Chinese tech CEOs have little room to object or negotiate with regulators because there is no rule of law or redress. Few know the perils of straying from the party line better than Jack Ma, the founder of Alibaba and its affiliate financial firm Ant Group. In November, Chinese regulators abruptly suspended Ant’s IPO days before it was set to list, following Ma’s public speech in which he sharply criticized China’s financial regulatory system for stifling innovation.

After the speech, Ma disappeared from public view. It was not until late January that he resurfaced in an online video in which he spoke about his philanthropic activities supporting Xi's signature economic initiative to root out rural poverty.

In the age of government versus Big Tech, we already know which side will win out in China. Big Tech never even stood a chance.

On the surface, the party’s crackdown on tech companies is to protect the public from misinformation as well as the rights and interest of consumers. This is not entirely a facade; in recent years, laws and regulations have been promulgated to protect internet users against commercial privacy abuses and cybercrime.

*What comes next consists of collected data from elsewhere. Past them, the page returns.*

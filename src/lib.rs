//! # AM03127 LED Sign Protocol
//!
//! Encoder for the serial protocol spoken by AM03127-based scrolling LED
//! message boards.
//!
//! The sign accepts ASCII frames of the form `<ID01>payload..<E>` and answers
//! `ACK` when a frame is accepted. This library provides:
//!
//! - Frame envelope and XOR checksum
//! - The full command catalogue (pages, schedules, clock, brightness, graphics, ...)
//! - Page content with font, color, bell and clock directives
//! - A markup parser for tagged text like `[color=red]Hello`
//! - A thin session over any request/response [`Transport`]
//!
//! ## Features
//!
//! - `serde`: Enable serialization/deserialization support
//!
//! ## Example
//!
//! ```
//! use am03127::{parse_markup, Message, MethodByte, Page, SignId, WaitTime};
//! use am03127::codes::{DisplayMethod, Effect, Speed};
//!
//! let message = Message::SendPage {
//!     line: 1,
//!     page: Page::new(1)?,
//!     lead: Effect::ScrollLeft,
//!     method: MethodByte::new(Speed::Medium, DisplayMethod::Normal),
//!     wait: WaitTime::from_secs(2.0)?,
//!     lag: Effect::ScrollLeft,
//!     content: parse_markup("[color=green]OK"),
//! };
//! let frame = message.encode(SignId::new(1)?)?;
//! assert!(frame.starts_with(b"<ID01><L1><PA><FE><MQ><WC><FE><CE>OK"));
//! # Ok::<(), Box<dyn std::error::Error>>(())
//! ```

pub mod codes;
pub mod content;
pub mod core;
pub mod encoding;
pub mod error;
pub mod message;
pub mod parser;
pub mod sign;

pub use codes::MethodByte;
pub use content::{DirectiveKind, PageContent, Segment};
pub use self::core::{Brightness, Page, Schedule, SignId, WaitTime};
pub use encoding::{Frame, FrameCodec};
pub use error::{Result, SignError};
pub use message::{Message, ScheduleTime};
pub use parser::{parse_markup, MarkupParser, MarkupParserBuilder};
pub use sign::{PageOptions, SendError, Sign, SignBuilder, SignConfig, Transport};

/// Protocol constants
pub mod wire {
    /// Number of page slots (`A`-`Z`)
    pub const PAGE_COUNT: u8 = 26;

    /// Number of schedule slots (`A`-`E`)
    pub const SCHEDULE_COUNT: u8 = 5;

    /// Sign ID used when none is configured
    pub const DEFAULT_SIGN_ID: u8 = 1;
}
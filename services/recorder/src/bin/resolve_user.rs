//! Resolve login names to canonical account IDs.
//!
//! Usage: `resolve-user <login>...`
//!
//! Uses the recorder's configuration and identity cache, so every name
//! resolved here is served from the cache by the running service.

use anyhow::{bail, Context, Result};
use clap::Parser;
use live_recorder::{
    AccountIdentifier, Config, HelixClient, RateLimiter, ResolveError, SqliteStore, TokenStore,
    UserResolver,
};
use std::sync::Arc;
use tracing_subscriber::EnvFilter;

const TOKEN_ATTEMPTS: u32 = 3;

#[derive(Debug, Parser)]
#[command(name = "resolve-user", version, about = "Resolve login names to canonical account IDs")]
struct Cli {
    /// Login names to resolve
    #[arg(required = true, value_name = "LOGIN")]
    logins: Vec<String>,
}

#[tokio::main]
async fn main() -> Result<()> {
    let cli = Cli::parse();

    let config = Config::load().context("Failed to load configuration")?;

    tracing_subscriber::fmt()
        .with_env_filter(
            EnvFilter::try_from_default_env().unwrap_or_else(|_| EnvFilter::new("warn")),
        )
        .with_writer(std::io::stderr)
        .init();

    let store = Arc::new(
        SqliteStore::connect(&config.database)
            .await
            .context("Failed to open database")?,
    );
    if config.database.run_migrations {
        store
            .run_migrations()
            .await
            .context("Failed to run database migrations")?;
    }

    let client = Arc::new(HelixClient::new(&config.api).context("Failed to build HTTP client")?);
    let tokens = Arc::new(
        TokenStore::new(client.clone(), config.token.retry_delay()).with_max_attempts(TOKEN_ATTEMPTS),
    );
    let limiter = Arc::new(RateLimiter::new(
        config.rate_limit.max_requests,
        config.rate_limit.period(),
    ));

    let resolver = UserResolver::new(client, store.clone(), tokens, limiter);

    let mut failed = false;
    for login in &cli.logins {
        match resolver.resolve(&AccountIdentifier::parse(login)).await {
            Ok(id) => println!("{} -> {}", login, id),
            Err(ResolveError::NotFound(_)) => println!("{} -> not found", login),
            Err(e) => {
                eprintln!("{} -> error: {}", login, e);
                failed = true;
            }
        }
    }

    store.pool().close().await;

    if failed {
        bail!("Some logins could not be resolved");
    }
    Ok(())
}

#[cfg(test)]
mod tests {
    use super::*;
    use clap::CommandFactory;

    #[test]
    fn test_cli_definition_is_valid() {
        Cli::command().debug_assert();
    }

    #[test]
    fn test_collects_every_login() {
        let cli = Cli::try_parse_from(["resolve-user", "foo", "Bar"]).unwrap();
        assert_eq!(cli.logins, vec!["foo", "Bar"]);
    }

    #[test]
    fn test_requires_a_login() {
        let err = Cli::try_parse_from(["resolve-user"]).unwrap_err();
        assert_eq!(err.kind(), clap::error::ErrorKind::MissingRequiredArgument);
    }

    #[test]
    fn test_help_and_version_are_not_logins() {
        let err = Cli::try_parse_from(["resolve-user", "--help"]).unwrap_err();
        assert_eq!(err.kind(), clap::error::ErrorKind::DisplayHelp);

        let err = Cli::try_parse_from(["resolve-user", "--version"]).unwrap_err();
        assert_eq!(err.kind(), clap::error::ErrorKind::DisplayVersion);
    }
}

Last October, the government unveiled a draft of the Personal Information Protection Law, which, strikingly, has many provisions modeled after the European Union’s General Data Protection Regulation.

In response to pressure from the Chinese government, foreign governments, investors and users, some Chinese companies in the past several years have taken meaningful steps to protect consumer privacy and security, according to research by Ranking Digital Rights, a digital rights organization. Search engine company Baidu, as well as Tencent, have improved transparency in relation to how their users’ data is used, shared, stored and amplified.

These are positive developments for Chinese internet users, some of whom in the past have fallen prey to false and harmful online advertising and scammers due to tech companies’ irresponsible or predatory data-sharing practices. But the government’s clampdown on Big Tech will not solve the bigger problem for Chinese users: The abuse is by the unelected and unaccountable government itself.

Beijing’s efforts to stem the power of tech giants offers a cautionary tale: Antitrust measures are not a panacea to addressing the outsize power of Big Tech. Without a robust legal framework to protect freedom of expression and privacy, they will more likely further consolidate power in an abusive government.